That's me in the spotlight

He's not my candidate or from my party, but I have to condemn this. As the husband wondered, how much did it cost, in postage alone, to send a fake Christmas card loaded with innuendo about the Mormon church and purporting to be from Romney's family? I wonder, how much bad feeling, even, though this is not a word we like to bandy about, hate lies at the base of such an action? How is this legitimately political? And how is it not roundly condemned, just as we know it would be if such a card were sent from "ordained Baptist minister" Huckabee (the husband has pointed out that that is always how he is referred to now) or (most likely lapsed) Catholic Guiliani? Once again, religious bigotry against minority religions is the last (and as yet still unconquered) frontier of political correctness.

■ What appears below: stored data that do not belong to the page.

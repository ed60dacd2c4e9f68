use anyhow::Result;
use shared::{
    CreateDailyLogRequest, CreateGrowthRecordRequest, DailyLog as SharedDailyLog, DailySummary,
    GrowthRecord as SharedGrowthRecord,
};

use crate::domain::calendar::{format_date, format_timestamp};
use crate::domain::commands::tracking::{CreateDailyLogCommand, CreateGrowthRecordCommand, DailySummaryResult};
use crate::domain::models::daily_log::DailyLog;
use crate::domain::models::growth::GrowthRecord;

/// Mapper between the tracking DTOs and the growth/daily log models
pub struct TrackingMapper;

impl TrackingMapper {
    pub fn to_growth_dto(domain: GrowthRecord) -> SharedGrowthRecord {
        SharedGrowthRecord {
            id: domain.id,
            child_id: domain.child_id,
            height_cm: domain.height_cm,
            weight_kg: domain.weight_kg,
            head_circumference_cm: domain.head_circumference_cm,
            recorded_at: format_timestamp(&domain.recorded_at),
            notes: domain.notes,
            created_at: format_timestamp(&domain.created_at),
        }
    }

    pub fn to_growth_command(request: CreateGrowthRecordRequest) -> CreateGrowthRecordCommand {
        CreateGrowthRecordCommand {
            height_cm: request.height_cm,
            weight_kg: request.weight_kg,
            head_circumference_cm: request.head_circumference_cm,
            recorded_at: request.recorded_at,
            notes: request.notes,
        }
    }

    /// The typed payload goes back on the wire as a plain `data` object
    pub fn to_log_dto(domain: DailyLog) -> Result<SharedDailyLog> {
        Ok(SharedDailyLog {
            log_type: domain.log_type(),
            data: domain.payload.to_value()?,
            id: domain.id,
            child_id: domain.child_id,
            started_at: domain.started_at.as_ref().map(format_timestamp),
            ended_at: domain.ended_at.as_ref().map(format_timestamp),
            notes: domain.notes,
            created_at: format_timestamp(&domain.created_at),
            updated_at: format_timestamp(&domain.updated_at),
        })
    }

    pub fn to_log_command(request: CreateDailyLogRequest) -> CreateDailyLogCommand {
        CreateDailyLogCommand {
            log_type: request.log_type,
            data: request.data,
            started_at: request.started_at,
            ended_at: request.ended_at,
            notes: request.notes,
        }
    }

    pub fn to_summary_dto(summary: DailySummaryResult) -> DailySummary {
        DailySummary {
            date: format_date(summary.date),
            sleep: summary.sleep,
            feeding: summary.feeding,
            diaper: summary.diaper,
        }
    }
}
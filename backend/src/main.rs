use std::sync::Arc;

use anyhow::Context;
use littlesteps_backend::config::AppConfig;
use littlesteps_backend::{create_router, initialize_backend};
use mockable::DefaultClock;
use tracing::info;
use tracing_subscriber::EnvFilter;

#[tokio::main]
async fn main() -> anyhow::Result<()> {
    let config = AppConfig::load()?;

    // RUST_LOG wins over the configured level
    let filter = EnvFilter::try_from_default_env()
        .or_else(|_| EnvFilter::try_new(&config.log_level))
        .context("Invalid log level")?;
    tracing_subscriber::fmt().with_env_filter(filter).init();
    match &config.source {
        Some(path) => info!("Loaded configuration from {:?}", path),
        None => info!("No configuration file found, using defaults and environment"),
    }

    let state = initialize_backend(&config, Arc::new(DefaultClock)).await?;
    let app = create_router(state, &config.cors_origins);

    let addr = config.socket_addr()?;
    let listener = tokio::net::TcpListener::bind(addr)
        .await
        .with_context(|| format!("Failed to bind {}", addr))?;
    info!("LittleSteps backend listening on {}", addr);

    axum::serve(listener, app).await?;
    Ok(())
}
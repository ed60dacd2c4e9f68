use anyhow::{Context, Result};
use async_trait::async_trait;
use chrono::{DateTime, Utc};
use shared::LogType;
use sqlx::sqlite::SqliteRow;
use sqlx::Row;

use crate::domain::calendar::{format_timestamp, parse_stored_timestamp};
use crate::domain::models::daily_log::{DailyLog, LogPayload};
use crate::storage::sqlite::connection::DbConnection;
use crate::storage::traits::DailyLogStorage;

/// Repository for daily care logs. The typed payload is kept as a JSON
/// document in the `data` column next to its `log_type`.
#[derive(Clone)]
pub struct DailyLogRepository {
    db: DbConnection,
}

impl DailyLogRepository {
    pub fn new(db: DbConnection) -> Self {
        Self { db }
    }

    fn row_to_log(row: &SqliteRow) -> Result<DailyLog> {
        let id: String = row.try_get("id")?;
        let log_type: String = row.try_get("log_type")?;
        let data: String = row.try_get("data")?;
        let started_at: Option<String> = row.try_get("started_at")?;
        let ended_at: Option<String> = row.try_get("ended_at")?;
        let created_at: String = row.try_get("created_at")?;
        let updated_at: String = row.try_get("updated_at")?;

        let log_type: LogType = log_type.parse()?;
        let data: serde_json::Value = serde_json::from_str(&data)
            .with_context(|| format!("Corrupt data column for daily log {}", id))?;
        let payload = LogPayload::from_parts(log_type, Some(data))
            .with_context(|| format!("Stored payload of daily log {} does not match {}", id, log_type))?;

        Ok(DailyLog {
            id,
            child_id: row.try_get("child_id")?,
            payload,
            started_at: started_at.as_deref().map(parse_stored_timestamp).transpose()?,
            ended_at: ended_at.as_deref().map(parse_stored_timestamp).transpose()?,
            notes: row.try_get("notes")?,
            created_at: parse_stored_timestamp(&created_at)?,
            updated_at: parse_stored_timestamp(&updated_at)?,
        })
    }
}

#[async_trait]
impl DailyLogStorage for DailyLogRepository {
    async fn store_daily_log(&self, log: &DailyLog) -> Result<()> {
        let data = serde_json::to_string(&log.payload.to_value()?)?;

        sqlx::query(
            r#"
            INSERT INTO daily_logs (id, child_id, log_type, data, started_at, ended_at, notes, created_at, updated_at)
            VALUES (?, ?, ?, ?, ?, ?, ?, ?, ?)
            "#,
        )
        .bind(&log.id)
        .bind(&log.child_id)
        .bind(log.log_type().as_str())
        .bind(data)
        .bind(log.started_at.as_ref().map(format_timestamp))
        .bind(log.ended_at.as_ref().map(format_timestamp))
        .bind(&log.notes)
        .bind(format_timestamp(&log.created_at))
        .bind(format_timestamp(&log.updated_at))
        .execute(self.db.pool())
        .await?;
        Ok(())
    }

    async fn list_daily_logs_between(
        &self,
        child_id: &str,
        start: DateTime<Utc>,
        end: DateTime<Utc>,
    ) -> Result<Vec<DailyLog>> {
        let rows = sqlx::query(
            r#"
            SELECT id, child_id, log_type, data, started_at, ended_at, notes, created_at, updated_at
            FROM daily_logs
            WHERE child_id = ? AND created_at >= ? AND created_at <= ?
            ORDER BY created_at DESC, rowid DESC
            "#,
        )
        .bind(child_id)
        .bind(format_timestamp(&start))
        .bind(format_timestamp(&end))
        .fetch_all(self.db.pool())
        .await?;

        rows.iter().map(Self::row_to_log).collect()
    }
}
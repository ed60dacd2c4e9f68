//! User accounts: bearer-token lookup, profile edits and the startup
//! provisioning of configured accounts.

use std::sync::Arc;

use shared::UserPreferences;
use tracing::{info, warn};

use crate::config::BootstrapUser;
use crate::domain::calendar::LocalCalendar;
use crate::domain::commands::user::UpdateProfileCommand;
use crate::domain::error::{DomainError, DomainResult};
use crate::domain::models::user::User;
use crate::storage::traits::UserStorage;

const MAX_USER_NAME_LENGTH: usize = 100;

#[derive(Clone)]
pub struct UserService {
    users: Arc<dyn UserStorage>,
    calendar: LocalCalendar,
}

impl UserService {
    pub fn new(users: Arc<dyn UserStorage>, calendar: LocalCalendar) -> Self {
        Self { users, calendar }
    }

    /// Resolve a bearer token to its account
    pub async fn authenticate(&self, token: &str) -> DomainResult<User> {
        if token.is_empty() {
            return Err(DomainError::unauthorized("Missing bearer token"));
        }
        match self.users.get_user_by_token(token).await? {
            Some(user) => Ok(user),
            None => {
                warn!("Rejected unknown bearer token");
                Err(DomainError::unauthorized("Invalid bearer token"))
            }
        }
    }

    pub async fn get_profile(&self, user_id: &str) -> DomainResult<User> {
        self.users
            .get_user(user_id)
            .await?
            .ok_or_else(|| DomainError::not_found("User not found"))
    }

    pub async fn update_profile(&self, user_id: &str, command: UpdateProfileCommand) -> DomainResult<User> {
        let mut user = self.get_profile(user_id).await?;

        if let Some(name) = command.name {
            let name = name.trim();
            if name.is_empty() || name.chars().count() > MAX_USER_NAME_LENGTH {
                return Err(DomainError::validation(format!(
                    "Name must be between 1 and {} characters",
                    MAX_USER_NAME_LENGTH
                )));
            }
            user.name = name.to_string();
        }
        if let Some(avatar_url) = command.avatar_url {
            user.avatar_url = Some(avatar_url);
        }
        if let Some(preferences) = command.preferences {
            user.preferences = preferences;
        }
        user.updated_at = self.calendar.now();

        self.users.update_user(&user).await?;
        info!("Updated profile of user {}", user.id);
        Ok(user)
    }

    /// Create or refresh the configured accounts, matched by email. An
    /// existing account keeps its id, name and preferences; only its token
    /// is replaced.
    pub async fn bootstrap_users(&self, accounts: &[BootstrapUser]) -> DomainResult<()> {
        for account in accounts {
            let email = account.email.trim();
            match self.users.get_user_by_email(email).await? {
                Some(mut user) => {
                    if user.api_token != account.token {
                        user.api_token = account.token.clone();
                        user.updated_at = self.calendar.now();
                        self.users.update_user(&user).await?;
                        info!("Rotated API token of {}", email);
                    }
                }
                None => {
                    let now = self.calendar.now();
                    let user = User {
                        id: User::generate_id(),
                        email: email.to_string(),
                        name: account.name.clone(),
                        avatar_url: None,
                        preferences: UserPreferences::default(),
                        api_token: account.token.clone(),
                        created_at: now,
                        updated_at: now,
                    };
                    self.users.store_user(&user).await?;
                    info!("Provisioned user {}", email);
                }
            }
        }
        Ok(())
    }
}

#[cfg(test)]
mod tests {
    use super::*;
    use crate::storage::sqlite::UserRepository;
    use crate::test_utils::{fixed_calendar, test_db};
    use chrono::{TimeZone, Utc};
    use shared::Theme;

    async fn service() -> UserService {
        let db = test_db().await;
        let now = Utc.with_ymd_and_hms(2024, 1, 15, 12, 0, 0).unwrap();
        UserService::new(Arc::new(UserRepository::new(db)), fixed_calendar(now, 0))
    }

    fn account(email: &str, token: &str) -> BootstrapUser {
        BootstrapUser {
            email: email.to_string(),
            name: "Parent".to_string(),
            token: token.to_string(),
        }
    }

    #[tokio::test]
    async fn test_bootstrap_and_authenticate() {
        let service = service().await;
        service.bootstrap_users(&[account("parent@example.com", "secret")]).await.unwrap();

        let user = service.authenticate("secret").await.unwrap();
        assert_eq!(user.email, "parent@example.com");
        assert!(matches!(service.authenticate("wrong").await, Err(DomainError::Unauthorized(_))));
        assert!(matches!(service.authenticate("").await, Err(DomainError::Unauthorized(_))));
    }

    #[tokio::test]
    async fn test_bootstrap_rotates_token_and_keeps_identity() {
        let service = service().await;
        service.bootstrap_users(&[account("parent@example.com", "old")]).await.unwrap();
        let original = service.authenticate("old").await.unwrap();

        service.bootstrap_users(&[account("parent@example.com", "new")]).await.unwrap();

        assert!(service.authenticate("old").await.is_err());
        let rotated = service.authenticate("new").await.unwrap();
        assert_eq!(rotated.id, original.id);
    }

    #[tokio::test]
    async fn test_update_profile() {
        let service = service().await;
        service.bootstrap_users(&[account("parent@example.com", "secret")]).await.unwrap();
        let user = service.authenticate("secret").await.unwrap();

        let updated = service
            .update_profile(
                &user.id,
                UpdateProfileCommand {
                    name: Some(" Sam ".to_string()),
                    avatar_url: None,
                    preferences: Some(UserPreferences {
                        notifications: false,
                        theme: Theme::Dark,
                        ..Default::default()
                    }),
                },
            )
            .await
            .unwrap();

        assert_eq!(updated.name, "Sam");
        assert_eq!(updated.preferences.theme, Theme::Dark);
        assert_eq!(service.get_profile(&user.id).await.unwrap(), updated);

        let result = service
            .update_profile(&user.id, UpdateProfileCommand { name: Some("".to_string()), ..Default::default() })
            .await;
        assert!(matches!(result, Err(DomainError::Validation(_))));
    }
}
//! # REST API for the Caller's Profile

use axum::extract::State;
use axum::Json;
use tracing::info;

use crate::io::rest::auth::AuthUser;
use crate::io::rest::error::ApiResult;
use crate::io::rest::mappers::UserMapper;
use crate::AppState;
use shared::{UpdateProfileRequest, User};

/// GET /users/profile
pub async fn get_profile(user: AuthUser) -> ApiResult<Json<User>> {
    info!("GET /users/profile");
    Ok(Json(UserMapper::to_dto(user.0)))
}

/// PATCH /users/profile
pub async fn update_profile(
    State(state): State<AppState>,
    user: AuthUser,
    Json(request): Json<UpdateProfileRequest>,
) -> ApiResult<Json<User>> {
    info!("PATCH /users/profile");

    let command = UserMapper::to_update_command(request);
    let updated = state.user_service.update_profile(user.id(), command).await?;
    Ok(Json(UserMapper::to_dto(updated)))
}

When I was in grad school, one of my favorite pastimes was to wait for the random references to Mormons that invariably cropped up in each and every course each and every semester. You would think there wouldn't be that many, given that we only read 10-15 books per class and took 2-3 classes per semester. You would be wrong. In the most incongruous places, from the most incongruous authors, usually uncomplimentary references to Mormons would be appear, almost always as an aside, almost always in a joking context. And I was taking a smorgasbord of classes, covering all kinds of time periods and nationalities and authorial projects. But still, it didn't matter. I was never disappointed in my search. Or should I say, I was always disappointed that my search was successful.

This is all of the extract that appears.